Included on list of deported radicals in INS folder 54325/36G

Fagotti to Fengol

Alfonso Fagotti

Born 1895, Teramo, Italy. Laborer. Migrated to US 1913. Anarchist; subscriber to Cronaca Sovversiva. December 1916 arrested in West Rutland, Massachusetts, for stabbing a police officer in the hand during police melee at anarchist anti-preparedness event. (In retaliation a bomb was detonated at the police station, without injury.) Held for deportation upon his release in May 1918; deported June 1919.

INS file 54379/394

See also: Paul Avrich, Sacco and Vanzetti: The Anarchist Background

Anton Federako (Tony Federaco)

Born 1891, Russia. Laborer. Migrated to US 1912. 1919 joined Union of Russian Workers in Harrison, New Jersey. Arrested in Newark during first Palmer Raids, November 1919. When questioned denied URW and claimed he just stopped by its offices for a glass of tea, but an undercover federal informant identified him as a lecturer for the organization. Deported on the Buford. Subsequent activities unknown.

INS file 54709/339; FBI file OG 379806

Maxim Fedorash (Максим Федораш)

Laborer. Deported to Russia, February 26, 1921. No further information found.

Included on list of deported radicals in INS file 55110/4

Ivan Fedosky (John Fedosky, Iwan Fesosky; Fidosky)

Born 1889, Grodno, Russia (present-day Belarus). Laborer. Migrated to Canada 1914 and US 1916 (via Canada, without inspection). Member of the Russian branch of the Socialist Party of America in Detroit (not a deportable offense). April 1919 turned into Detroit police by employer, Great Lakes Engineering Co., for “spreading Boslheviki propaganda among the employees of their plants.” Deported on the Buford as “likely to become a public charge” and for entering without inspection. Subsequent activities unknown.

INS file 54616/170

Kirio Fedyk (Кирио Федык)

Fedyk’s URW membership card

Born 1894, Kiev, Russia (present-day Ukraine). Laborer. Migrated to US 1913 (via Canada). Joined Hartford, Connecticut branch of the Union of Russian Workers in 1918. Arrested during first Palmer Raids in November 1919. Deported on the Buford. Subsequent activities unknown

INS file 54709/379; FBI file OG 271860

Ivan Felchuk (Иван Фельчук; John; Filchuk; Wilchuk)

Laborer. Deported to Russia, February 26, 1921. No further information found.

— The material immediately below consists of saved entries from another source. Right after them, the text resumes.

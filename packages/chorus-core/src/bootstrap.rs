//! Application bootstrap and dependency wiring.
//!
//! This module contains the composition root: the single place where the
//! notification channel, task spawner, resolver and coordinator are created and
//! wired together. Hosts supply the transport (a [`VoiceGateway`]) and either a
//! complete [`MediaResolver`] or the search/metadata collaborators for the
//! built-in one.

use std::sync::Arc;
use std::time::Duration;

use reqwest::Client;
use tokio::sync::broadcast;
use tokio_util::sync::CancellationToken;

use crate::config::Config;
use crate::error::{ChorusError, ChorusResult};
use crate::events::{BroadcastEvent, BroadcastEventBridge, EventEmitter};
use crate::media::{
    HttpStreamSource, MediaResolver, MetadataProvider, SearchProvider, SourceResolver,
};
use crate::protocol_constants::HTTP_CONNECT_TIMEOUT_SECS;
use crate::runtime::TokioSpawner;
use crate::services::PlaybackCoordinator;
use crate::voice::VoiceGateway;

/// Container for all bootstrapped services.
#[derive(Clone)]
pub struct BootstrappedServices {
    /// Owns every active subscription and exposes the caller entry points.
    pub coordinator: Arc<PlaybackCoordinator>,
    /// Broadcast channel sender for notification events.
    pub broadcast_tx: broadcast::Sender<BroadcastEvent>,
    /// Event bridge for emitting events to subscribers and an optional external consumer.
    pub event_bridge: Arc<BroadcastEventBridge>,
    /// Validated configuration the services were built with.
    pub config: Config,
    /// Shared HTTP client for connection pooling.
    http_client: Client,
    /// Task spawner for background operations.
    pub spawner: TokioSpawner,
    /// Cancellation token for graceful shutdown.
    pub cancel_token: CancellationToken,
}

impl BootstrappedServices {
    /// Returns the shared HTTP client.
    pub fn http_client(&self) -> &Client {
        &self.http_client
    }

    /// Announces `notice` to every active session, tears them all down and
    /// cancels background work.
    ///
    /// Returns the number of sessions torn down.
    pub fn shutdown(&self, notice: &str) -> usize {
        log::info!("[Bootstrap] Beginning graceful shutdown...");

        let sessions = self.coordinator.shutdown(notice);
        log::info!("[Bootstrap] Tore down {} session(s)", sessions);

        // Stops anything still draining or supervising.
        self.cancel_token.cancel();

        log::info!("[Bootstrap] Shutdown complete");
        sessions
    }
}

/// Creates the shared HTTP client for stream fetching.
///
/// # Errors
///
/// Returns an error if the TLS backend cannot be initialised.
pub fn create_http_client() -> ChorusResult<Client> {
    Client::builder()
        .connect_timeout(Duration::from_secs(HTTP_CONNECT_TIMEOUT_SECS))
        .build()
        .map_err(|e| ChorusError::Internal(format!("Failed to create HTTP client: {}", e)))
}

/// Bootstraps all services around a host-supplied resolver.
///
/// Wiring order:
///
/// 1. Configuration validation
/// 2. Shared infrastructure (HTTP client, broadcast channel, cancellation token)
/// 3. Playback coordinator (depends on gateway, resolver, event bridge)
///
/// # Errors
///
/// Returns an error if the configuration is invalid or the HTTP client cannot
/// be created.
pub fn bootstrap_services(
    config: &Config,
    gateway: Arc<dyn VoiceGateway>,
    resolver: Arc<dyn MediaResolver>,
) -> ChorusResult<BootstrappedServices> {
    let http_client = create_http_client()?;
    wire_services(config, gateway, resolver, http_client)
}

/// Bootstraps all services with the built-in [`SourceResolver`].
///
/// Direct audio URLs are streamed over the shared HTTP client; search and
/// metadata lookups go to the given providers.
///
/// # Errors
///
/// Returns an error if the configuration is invalid or the HTTP client cannot
/// be created.
pub fn bootstrap_with_providers(
    config: &Config,
    gateway: Arc<dyn VoiceGateway>,
    search: Arc<dyn SearchProvider>,
    metadata: Arc<dyn MetadataProvider>,
) -> ChorusResult<BootstrappedServices> {
    let http_client = create_http_client()?;
    let streams = Arc::new(HttpStreamSource::new(http_client.clone()));
    let resolver = Arc::new(SourceResolver::new(search, metadata, streams));
    wire_services(config, gateway, resolver, http_client)
}

fn wire_services(
    config: &Config,
    gateway: Arc<dyn VoiceGateway>,
    resolver: Arc<dyn MediaResolver>,
    http_client: Client,
) -> ChorusResult<BootstrappedServices> {
    config.validate()?;

    // Create task spawner from current runtime
    let spawner = TokioSpawner::current();

    // Create broadcast channel for notification consumers
    let (broadcast_tx, _) = broadcast::channel::<BroadcastEvent>(config.event_channel_capacity);

    // Create the event bridge that maps domain events to broadcast transport
    let event_bridge = Arc::new(BroadcastEventBridge::with_sender(broadcast_tx.clone()));

    // Create cancellation token for graceful shutdown
    let cancel_token = CancellationToken::new();

    let coordinator = Arc::new(PlaybackCoordinator::new(
        gateway,
        resolver,
        Arc::clone(&event_bridge) as Arc<dyn EventEmitter>,
        spawner.clone(),
        config.clone(),
        cancel_token.child_token(),
    ));

    Ok(BootstrappedServices {
        coordinator,
        broadcast_tx,
        event_bridge,
        config: config.clone(),
        http_client,
        spawner,
        cancel_token,
    })
}
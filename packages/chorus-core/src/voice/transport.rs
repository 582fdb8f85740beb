//! Transport primitive consumed by voice sessions.
//!
//! The host's real-time transport (a chat platform voice gateway, a WebRTC peer,
//! ...) implements [`VoiceGateway`] and [`VoiceConnection`] and reports every
//! connectivity change through the [`StateReporter`] it receives at join time.

use std::sync::Arc;

use async_trait::async_trait;
use tokio::sync::watch;

use super::{ConnectionState, SessionKey};
use crate::error::SessionError;
use crate::player::{AudioOutput, PlayerEventSink};

/// Everything a gateway needs to open a session.
#[derive(Debug, Clone)]
pub struct JoinRequest {
    pub session_key: SessionKey,
    /// Host-specific id of the channel to join.
    pub channel_id: String,
    /// Where the transport reports connectivity changes.
    pub states: StateReporter,
    /// Where the audio output reports playback progress.
    pub player_events: PlayerEventSink,
}

/// Handles returned by a successful join.
pub struct VoiceLink {
    pub connection: Arc<dyn VoiceConnection>,
    pub output: Arc<dyn AudioOutput>,
}

/// Opens transport sessions.
#[async_trait]
pub trait VoiceGateway: Send + Sync {
    /// Joins a channel.
    ///
    /// Returns once the connection object exists; readiness is reported later
    /// through [`JoinRequest::states`].
    async fn join(&self, request: JoinRequest) -> Result<VoiceLink, SessionError>;
}

/// An open transport session.
#[async_trait]
pub trait VoiceConnection: Send + Sync {
    /// Requests a rejoin after a disconnect.
    ///
    /// On success the transport moves back to `Signalling` and reports it.
    /// An error counts as a failed attempt.
    async fn rejoin(&self) -> Result<(), SessionError>;

    /// Tears the transport session down. Best-effort and idempotent.
    fn destroy(&self);
}

/// Write side of a session's connectivity state.
///
/// Cloned freely; every clone writes the same state. Once `Destroyed` has been
/// reported, later reports are ignored.
#[derive(Debug, Clone)]
pub struct StateReporter {
    tx: Arc<watch::Sender<ConnectionState>>,
}

impl Default for StateReporter {
    fn default() -> Self {
        Self::new()
    }
}

impl StateReporter {
    /// Creates a reporter in the `Signalling` state.
    pub fn new() -> Self {
        let (tx, _) = watch::channel(ConnectionState::Signalling);
        Self { tx: Arc::new(tx) }
    }

    /// Records a new state. Returns false if the session was already destroyed.
    ///
    /// Repeating the current state still notifies observers, so a second
    /// disconnect is seen as a second disconnect.
    pub fn report(&self, state: ConnectionState) -> bool {
        self.tx.send_if_modified(|current| {
            if current.is_destroyed() {
                return false;
            }
            *current = state;
            true
        })
    }

    /// Returns the latest reported state.
    pub fn current(&self) -> ConnectionState {
        *self.tx.borrow()
    }

    /// Returns a receiver that observes every subsequent report.
    pub fn subscribe(&self) -> watch::Receiver<ConnectionState> {
        self.tx.subscribe()
    }
}
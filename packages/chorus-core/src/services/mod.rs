//! Application services layer.
//!
//! This module contains the services that bind voice sessions, players and
//! queues together and expose them to callers.

pub mod notices;
pub mod playback_coordinator;
pub mod subscription;

pub use notices::NoticeObserver;
pub use playback_coordinator::{EnqueuedBatch, PlaybackCoordinator, SessionReply};
pub use subscription::Subscription;
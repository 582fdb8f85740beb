//! Fixed protocol constants and policy defaults.
//!
//! The reconnection values are the session policy: a fixed attempt ceiling with
//! linear backoff and flat readiness/move windows. They seed [`crate::config::Config`]
//! defaults; the close code is defined by the voice gateway protocol.

// ─────────────────────────────────────────────────────────────────────────────
// Voice Gateway
// ─────────────────────────────────────────────────────────────────────────────

/// WebSocket close code sent when the session was moved to another channel
/// (or the bot was disconnected from it).
pub const CHANNEL_MOVE_CLOSE_CODE: u16 = 4014;

// ─────────────────────────────────────────────────────────────────────────────
// Reconnection Policy
// ─────────────────────────────────────────────────────────────────────────────

/// Maximum consecutive rejoin requests before the session is destroyed.
pub const MAX_REJOIN_ATTEMPTS: u32 = 5;

/// Linear backoff step: attempt `n` (zero-based) waits `(n + 1) * step`.
pub const REJOIN_BACKOFF_STEP_MS: u64 = 5_000;

/// How long a moved session may take to start connecting again.
pub const MOVE_RECOVERY_WINDOW_MS: u64 = 5_000;

/// How long a connecting session may take to become ready.
pub const READY_TIMEOUT_MS: u64 = 20_000;

// ─────────────────────────────────────────────────────────────────────────────
// Notifications
// ─────────────────────────────────────────────────────────────────────────────

/// Lifetime of a "previously played" notice before the channel removes it.
pub const FINISHED_NOTICE_TTL_SECS: u64 = 15;

/// Default number of pending titles returned by a queue snapshot.
pub const QUEUE_SNAPSHOT_LIMIT: usize = 10;

/// Capacity of the broadcast channel for notification events.
pub const EVENT_CHANNEL_CAPACITY: usize = 256;

// ─────────────────────────────────────────────────────────────────────────────
// HTTP
// ─────────────────────────────────────────────────────────────────────────────

/// Connect timeout for the shared HTTP client. Streams have no total timeout.
pub const HTTP_CONNECT_TIMEOUT_SECS: u64 = 10;
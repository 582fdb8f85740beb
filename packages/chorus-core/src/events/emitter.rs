//! Event emitter abstraction for decoupling services from transport.
//!
//! Services depend on the [`EventEmitter`] trait rather than concrete broadcast
//! channels, enabling testing and alternative transport implementations.

use super::{PlaybackEvent, SessionEvent};

/// Trait for emitting domain events without knowledge of transport.
///
/// Implementations must not block and must not call back into the emitting
/// service; events may be emitted while a subscription is mid-transition.
pub trait EventEmitter: Send + Sync {
    /// Emits a playback notice (now playing, previously played, failure).
    fn emit_playback(&self, event: PlaybackEvent);

    /// Emits a voice session lifecycle event.
    fn emit_session(&self, event: SessionEvent);
}

/// No-op emitter for tests or hosts that ignore notifications.
pub struct NoopEventEmitter;

impl EventEmitter for NoopEventEmitter {
    fn emit_playback(&self, _event: PlaybackEvent) {}

    fn emit_session(&self, _event: SessionEvent) {}
}

/// Logging emitter for debugging and development.
///
/// Logs all events at debug level.
pub struct LoggingEventEmitter;

impl EventEmitter for LoggingEventEmitter {
    fn emit_playback(&self, event: PlaybackEvent) {
        tracing::debug!(?event, "playback_event");
    }

    fn emit_session(&self, event: SessionEvent) {
        tracing::debug!(?event, "session_event");
    }
}

#[cfg(test)]
mod tests {
    use super::*;
    use crate::voice::{ConnectionState, SessionKey};
    use std::sync::atomic::{AtomicUsize, Ordering};
    use std::sync::Arc;

    /// Test emitter that counts events.
    struct CountingEventEmitter {
        playback_count: AtomicUsize,
        session_count: AtomicUsize,
    }

    impl CountingEventEmitter {
        fn new() -> Self {
            Self {
                playback_count: AtomicUsize::new(0),
                session_count: AtomicUsize::new(0),
            }
        }
    }

    impl EventEmitter for CountingEventEmitter {
        fn emit_playback(&self, _event: PlaybackEvent) {
            self.playback_count.fetch_add(1, Ordering::SeqCst);
        }

        fn emit_session(&self, _event: SessionEvent) {
            self.session_count.fetch_add(1, Ordering::SeqCst);
        }
    }

    #[test]
    fn counting_emitter_tracks_events() {
        let emitter = Arc::new(CountingEventEmitter::new());
        let key = SessionKey::from("guild-1");

        emitter.emit_playback(PlaybackEvent::NoticeCleared {
            session_key: key.clone(),
            item_id: "a".into(),
            timestamp: 0,
        });
        emitter.emit_session(SessionEvent::StateChanged {
            session_key: key.clone(),
            state: ConnectionState::Ready,
            timestamp: 0,
        });
        emitter.emit_session(SessionEvent::StateChanged {
            session_key: key,
            state: ConnectionState::Destroyed,
            timestamp: 0,
        });

        assert_eq!(emitter.playback_count.load(Ordering::SeqCst), 1);
        assert_eq!(emitter.session_count.load(Ordering::SeqCst), 2);
    }
}
//! Default lifecycle callbacks: turn item transitions into playback notices.

use std::sync::Arc;
use std::time::Duration;

use crate::error::{ErrorCode, ItemError};
use crate::events::{EventEmitter, PlaybackEvent};
use crate::media::{MediaItem, MediaObserver};
use crate::utils::now_millis;
use crate::voice::SessionKey;

/// Emits "now playing", "previously played" and failure notices for a session.
pub struct NoticeObserver {
    session_key: SessionKey,
    emitter: Arc<dyn EventEmitter>,
    finished_ttl: Duration,
}

impl NoticeObserver {
    pub fn new(
        session_key: SessionKey,
        emitter: Arc<dyn EventEmitter>,
        finished_ttl: Duration,
    ) -> Self {
        Self {
            session_key,
            emitter,
            finished_ttl,
        }
    }
}

impl MediaObserver for NoticeObserver {
    fn on_start(&self, item: &MediaItem) {
        self.emitter.emit_playback(PlaybackEvent::NowPlaying {
            session_key: self.session_key.clone(),
            item_id: item.id().to_string(),
            title: item.display_title(),
            image: item.image(),
            timestamp: now_millis(),
        });
    }

    fn on_finish(&self, item: &MediaItem) {
        self.emitter.emit_playback(PlaybackEvent::PreviouslyPlayed {
            session_key: self.session_key.clone(),
            item_id: item.id().to_string(),
            title: item.display_title(),
            expires_after_ms: u64::try_from(self.finished_ttl.as_millis()).unwrap_or(u64::MAX),
            timestamp: now_millis(),
        });
    }

    fn on_error(&self, item: &MediaItem, error: &ItemError) {
        let timestamp = now_millis();
        self.emitter.emit_playback(PlaybackEvent::NoticeCleared {
            session_key: self.session_key.clone(),
            item_id: item.id().to_string(),
            timestamp,
        });
        self.emitter.emit_playback(PlaybackEvent::PlaybackFailed {
            session_key: self.session_key.clone(),
            item_id: item.id().to_string(),
            title: item.display_title(),
            code: error.code().to_string(),
            error: error.to_string(),
            timestamp,
        });
    }
}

Included on list of deported radicals in INS file 55110/4

Emil Feltman (Emile)

Born 1881 or 1882, Berlin, Germany. Miner. Mother died shortly after his birth; migrated with his father to US when just four months old. Father died in mining accident in Butte, Montana, when he was six years old. 1898 joined US Army; fought in Spanish-American War and Philippine-American War; honorably discharged 1900. Joined IWW 1913 and became organizer for it 1918. Married wife, fellow IWW member Fannie Martinez, in Bisbee, Arizona in 1916. February 1919 sent to in Jerome, Arizona, to organize miners, and arrested during strike. Stated his opposition to war and his support for the Bolsheviks; according to arresting police officer “he also said that it didn’t make any difference where he was deported to, whether it was Germany or China, he would continue his present agitation as organizer of the I.W.W.s.” Described as “not anxious to leave here,” and his mental and physical health suffered while detained. Deported May 1920. Briefly stayed with fellow IWW deportee Karl Voss, then went to work as a coal miner in Westphalia. Migrated to Soviet Russia, where one of the first “Americans” to join Kuzbass Autonomous Industrial Colony in Kuznets, Siberia. No further information found.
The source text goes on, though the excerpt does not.